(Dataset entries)

+---+

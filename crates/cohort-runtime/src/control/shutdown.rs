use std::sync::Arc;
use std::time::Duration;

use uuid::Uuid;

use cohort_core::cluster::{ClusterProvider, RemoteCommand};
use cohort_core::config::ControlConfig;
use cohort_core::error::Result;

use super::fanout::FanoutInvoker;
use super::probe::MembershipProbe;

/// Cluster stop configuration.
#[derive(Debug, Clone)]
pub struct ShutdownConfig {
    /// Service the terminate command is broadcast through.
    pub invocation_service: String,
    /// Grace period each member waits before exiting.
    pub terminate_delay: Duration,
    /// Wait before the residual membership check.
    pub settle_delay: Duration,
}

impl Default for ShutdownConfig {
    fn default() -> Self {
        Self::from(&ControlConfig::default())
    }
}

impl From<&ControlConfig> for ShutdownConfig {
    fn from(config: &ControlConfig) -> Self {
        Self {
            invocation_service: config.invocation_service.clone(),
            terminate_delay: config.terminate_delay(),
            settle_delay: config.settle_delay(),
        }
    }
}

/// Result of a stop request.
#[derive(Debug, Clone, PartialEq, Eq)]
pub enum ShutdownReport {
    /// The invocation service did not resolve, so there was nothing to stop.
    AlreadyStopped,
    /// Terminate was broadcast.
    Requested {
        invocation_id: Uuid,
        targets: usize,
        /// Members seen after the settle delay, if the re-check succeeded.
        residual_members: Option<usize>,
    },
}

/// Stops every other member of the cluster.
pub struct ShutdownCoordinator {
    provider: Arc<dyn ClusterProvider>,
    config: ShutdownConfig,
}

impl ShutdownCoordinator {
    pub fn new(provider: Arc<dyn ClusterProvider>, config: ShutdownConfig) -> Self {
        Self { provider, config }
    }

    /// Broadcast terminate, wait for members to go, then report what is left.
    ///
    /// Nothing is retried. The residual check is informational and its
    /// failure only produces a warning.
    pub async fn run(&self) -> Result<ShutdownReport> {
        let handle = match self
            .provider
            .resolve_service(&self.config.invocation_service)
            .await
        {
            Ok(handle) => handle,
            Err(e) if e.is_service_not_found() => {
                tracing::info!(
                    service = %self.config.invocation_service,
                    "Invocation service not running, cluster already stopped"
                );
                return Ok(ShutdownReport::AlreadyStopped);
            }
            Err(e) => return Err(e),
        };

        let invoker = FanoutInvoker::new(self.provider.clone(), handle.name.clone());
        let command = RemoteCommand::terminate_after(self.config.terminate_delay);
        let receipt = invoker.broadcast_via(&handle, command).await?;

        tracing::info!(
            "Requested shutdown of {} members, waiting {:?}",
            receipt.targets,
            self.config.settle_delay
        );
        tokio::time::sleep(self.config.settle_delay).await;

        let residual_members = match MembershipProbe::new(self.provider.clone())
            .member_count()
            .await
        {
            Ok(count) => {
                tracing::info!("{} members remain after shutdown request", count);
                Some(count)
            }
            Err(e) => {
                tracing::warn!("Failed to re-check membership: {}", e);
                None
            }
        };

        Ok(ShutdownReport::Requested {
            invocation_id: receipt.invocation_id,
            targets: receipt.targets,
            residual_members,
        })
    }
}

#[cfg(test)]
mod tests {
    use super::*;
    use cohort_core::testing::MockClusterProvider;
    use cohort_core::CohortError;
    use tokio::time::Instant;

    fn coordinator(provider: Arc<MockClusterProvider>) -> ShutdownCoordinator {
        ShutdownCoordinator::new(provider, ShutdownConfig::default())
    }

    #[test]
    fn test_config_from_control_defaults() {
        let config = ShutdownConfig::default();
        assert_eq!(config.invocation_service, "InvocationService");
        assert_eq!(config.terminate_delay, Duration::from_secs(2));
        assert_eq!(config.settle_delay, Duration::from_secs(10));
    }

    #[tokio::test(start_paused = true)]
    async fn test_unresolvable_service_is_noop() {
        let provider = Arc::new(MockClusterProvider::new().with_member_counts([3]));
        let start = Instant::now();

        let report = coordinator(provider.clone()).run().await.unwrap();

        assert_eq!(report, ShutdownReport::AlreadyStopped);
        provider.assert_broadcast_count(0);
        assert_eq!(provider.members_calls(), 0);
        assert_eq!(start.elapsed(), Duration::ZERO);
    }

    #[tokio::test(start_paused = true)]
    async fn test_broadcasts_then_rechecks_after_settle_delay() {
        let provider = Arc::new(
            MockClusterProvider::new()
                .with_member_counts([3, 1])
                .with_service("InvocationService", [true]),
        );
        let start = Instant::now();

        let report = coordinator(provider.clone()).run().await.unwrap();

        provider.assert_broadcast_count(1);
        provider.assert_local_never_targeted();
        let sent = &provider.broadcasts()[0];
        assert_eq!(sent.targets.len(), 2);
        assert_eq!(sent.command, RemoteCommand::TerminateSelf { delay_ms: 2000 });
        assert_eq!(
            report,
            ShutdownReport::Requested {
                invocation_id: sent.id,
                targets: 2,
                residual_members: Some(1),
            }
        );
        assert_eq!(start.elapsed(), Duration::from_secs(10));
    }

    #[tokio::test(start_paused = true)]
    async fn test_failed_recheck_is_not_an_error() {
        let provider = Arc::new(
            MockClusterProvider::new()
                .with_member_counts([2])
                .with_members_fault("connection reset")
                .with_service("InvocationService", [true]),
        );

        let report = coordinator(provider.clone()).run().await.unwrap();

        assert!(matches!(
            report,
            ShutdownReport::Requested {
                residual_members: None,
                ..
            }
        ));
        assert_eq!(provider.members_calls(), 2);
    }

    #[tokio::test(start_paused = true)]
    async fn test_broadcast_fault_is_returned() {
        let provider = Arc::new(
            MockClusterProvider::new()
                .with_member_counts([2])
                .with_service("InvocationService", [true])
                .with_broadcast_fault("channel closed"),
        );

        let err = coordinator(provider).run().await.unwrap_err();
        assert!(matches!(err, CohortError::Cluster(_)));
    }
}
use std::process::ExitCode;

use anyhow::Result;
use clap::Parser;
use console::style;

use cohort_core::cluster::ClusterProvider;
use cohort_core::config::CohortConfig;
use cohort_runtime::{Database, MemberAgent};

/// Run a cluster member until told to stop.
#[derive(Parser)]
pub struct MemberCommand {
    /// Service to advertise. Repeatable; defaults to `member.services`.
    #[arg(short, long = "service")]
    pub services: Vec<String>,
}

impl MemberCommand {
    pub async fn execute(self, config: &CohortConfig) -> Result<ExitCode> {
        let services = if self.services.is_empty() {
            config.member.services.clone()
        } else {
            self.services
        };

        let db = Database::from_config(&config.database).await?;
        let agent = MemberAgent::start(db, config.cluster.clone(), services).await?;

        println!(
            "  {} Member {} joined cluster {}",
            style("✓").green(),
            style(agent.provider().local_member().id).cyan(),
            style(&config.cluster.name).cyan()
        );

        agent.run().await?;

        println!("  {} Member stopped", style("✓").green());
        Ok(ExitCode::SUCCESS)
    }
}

+---+

▶ [Exercise prompt] Return only the number of lines in the data above that hold the word "CohortConfig".

▶ [Result of this task] 2